[Stored items]

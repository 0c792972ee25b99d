//! User service client with timeout and error handling.
//!
//! # Responsibilities
//! - Fetch a user record as JSON
//! - Trace each call in its own `call-user-service` span
//! - Propagate trace context to the user service
//! - Turn every failure into a [`DownstreamError`] instead of panicking or retrying

use serde_json::Value;
use std::time::Duration;
use tokio::time::timeout;
use tracing::{field, Instrument, Span};

use crate::config::DownstreamConfig;
use crate::downstream::DownstreamError;
use crate::observability::otel;

/// Client for `GET {base_url}/api/users/{id}`.
#[derive(Debug, Clone)]
pub struct UserServiceClient {
    http: reqwest::Client,
    base_url: String,
    timeout: Duration,
}

impl UserServiceClient {
    /// Service-to-service calls go direct; proxy environment variables are ignored.
    pub fn new(config: &DownstreamConfig) -> Self {
        let http = reqwest::Client::builder()
            .no_proxy()
            .build()
            .unwrap_or_else(|e| {
                tracing::warn!(error = %e, "Falling back to default HTTP client");
                reqwest::Client::new()
            });

        Self {
            http,
            base_url: config.base_url.trim_end_matches('/').to_string(),
            timeout: Duration::from_millis(config.timeout_ms),
        }
    }

    /// Fetch user `id`.
    ///
    /// The call runs inside a child span of the current span. On failure the
    /// span is marked as errored and the error is returned; callers decide
    /// how to degrade.
    pub async fn fetch_user(&self, id: u64) -> Result<Value, DownstreamError> {
        let url = format!("{}/api/users/{}", self.base_url, id);
        let span = tracing::info_span!(
            "call-user-service",
            otel.kind = "client",
            http.request.method = "GET",
            url.full = %url,
            http.status_code = field::Empty,
            otel.status_code = field::Empty,
            otel.status_message = field::Empty,
            error.type = field::Empty,
        );

        let result = self.call(&url, &span).instrument(span.clone()).await;

        if let Err(e) = &result {
            span.record("otel.status_code", "ERROR");
            span.record("otel.status_message", field::display(e));
            span.record("error.type", e.kind());
            span.in_scope(|| {
                tracing::warn!(user_id = id, error = %e, "User service call failed");
            });
        }

        result
    }

    async fn call(&self, url: &str, span: &Span) -> Result<Value, DownstreamError> {
        let mut headers = reqwest::header::HeaderMap::new();
        otel::inject_span_context(span, &mut headers);

        let request = async {
            let response = self
                .http
                .get(url)
                .headers(headers)
                .send()
                .await
                .map_err(DownstreamError::from)?;

            span.record("http.status_code", u64::from(response.status().as_u16()));

            response.json::<Value>().await.map_err(DownstreamError::from)
        };

        match timeout(self.timeout, request).await {
            Ok(result) => result,
            Err(_) => Err(DownstreamError::Timeout(self.timeout.as_millis() as u64)),
        }
    }
}
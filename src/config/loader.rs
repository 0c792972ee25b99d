//! Configuration loading from disk and environment.

use std::fs;
use std::path::Path;
use thiserror::Error;

use crate::config::schema::ServiceConfig;
use crate::config::validation::{validate_config, ValidationError};

/// Error type for configuration loading.
#[derive(Debug, Error)]
pub enum ConfigError {
    #[error("IO error: {0}")]
    Io(#[from] std::io::Error),

    #[error("Parse error: {0}")]
    Parse(#[from] toml::de::Error),

    #[error("Validation failed: {}", join_errors(.0))]
    Validation(Vec<ValidationError>),
}

fn join_errors(errors: &[ValidationError]) -> String {
    errors
        .iter()
        .map(ToString::to_string)
        .collect::<Vec<_>>()
        .join(", ")
}

/// Load configuration from an optional TOML file, apply environment
/// overrides, then validate.
pub fn load_config(path: Option<&Path>) -> Result<ServiceConfig, ConfigError> {
    let mut config = match path {
        Some(path) => {
            let content = fs::read_to_string(path)?;
            toml::from_str(&content)?
        }
        None => ServiceConfig::default(),
    };

    apply_env_overrides(&mut config, |key| std::env::var(key).ok());
    validate_config(&config).map_err(ConfigError::Validation)?;

    Ok(config)
}

/// Apply environment overrides using `lookup` to read variables.
///
/// Unset variables leave the config untouched, so the service always starts
/// with the default collector endpoint when nothing is exported.
pub fn apply_env_overrides<F>(config: &mut ServiceConfig, lookup: F)
where
    F: Fn(&str) -> Option<String>,
{
    if let Some(endpoint) = lookup("OTEL_EXPORTER_OTLP_ENDPOINT").filter(|v| !v.trim().is_empty()) {
        config.telemetry.otlp_endpoint = normalize_endpoint(&endpoint);
    }
    if let Some(name) = lookup("OTEL_SERVICE_NAME") {
        config.service.name = name;
    }
    if let Some(version) = lookup("OTEL_SERVICE_VERSION") {
        config.service.version = version;
    }
    if let Some(environment) = lookup("DEPLOYMENT_ENVIRONMENT") {
        config.service.environment = environment;
    }
    if let Some(base_url) = lookup("USER_SERVICE_URL") {
        config.downstream.base_url = base_url;
    }
}

/// Collector endpoints are often given as bare `host:port`; gRPC needs a scheme.
fn normalize_endpoint(endpoint: &str) -> String {
    let endpoint = endpoint.trim();
    if endpoint.starts_with("http://") || endpoint.starts_with("https://") {
        endpoint.to_string()
    } else {
        format!("http://{}", endpoint)
    }
}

§ **Try it**
From the line containing "file, apply environment" to the final line of the data, repeat each line exactly. Include both ends.

§ **Exercise result**
/// Load configuration from an optional TOML file, apply environment
/// overrides, then validate.
pub fn load_config(path: Option<&Path>) -> Result<ServiceConfig, ConfigError> {
    let mut config = match path {
        Some(path) => {
            let content = fs::read_to_string(path)?;
            toml::from_str(&content)?
        }
        None => ServiceConfig::default(),
    };

    apply_env_overrides(&mut config, |key| std::env::var(key).ok());
    validate_config(&config).map_err(ConfigError::Validation)?;

    Ok(config)
}

/// Apply environment overrides using `lookup` to read variables.
///
/// Unset variables leave the config untouched, so the service always starts
/// with the default collector endpoint when nothing is exported.
pub fn apply_env_overrides<F>(config: &mut ServiceConfig, lookup: F)
where
    F: Fn(&str) -> Option<String>,
{
    if let Some(endpoint) = lookup("OTEL_EXPORTER_OTLP_ENDPOINT").filter(|v| !v.trim().is_empty()) {
        config.telemetry.otlp_endpoint = normalize_endpoint(&endpoint);
    }
    if let Some(name) = lookup("OTEL_SERVICE_NAME") {
        config.service.name = name;
    }
    if let Some(version) = lookup("OTEL_SERVICE_VERSION") {
        config.service.version = version;
    }
    if let Some(environment) = lookup("DEPLOYMENT_ENVIRONMENT") {
        config.service.environment = environment;
    }
    if let Some(base_url) = lookup("USER_SERVICE_URL") {
        config.downstream.base_url = base_url;
    }
}

/// Collector endpoints are often given as bare `host:port`; gRPC needs a scheme.
fn normalize_endpoint(endpoint: &str) -> String {
    let endpoint = endpoint.trim();
    if endpoint.starts_with("http://") || endpoint.starts_with("https://") {
        endpoint.to_string()
    } else {
        format!("http://{}", endpoint)
    }
}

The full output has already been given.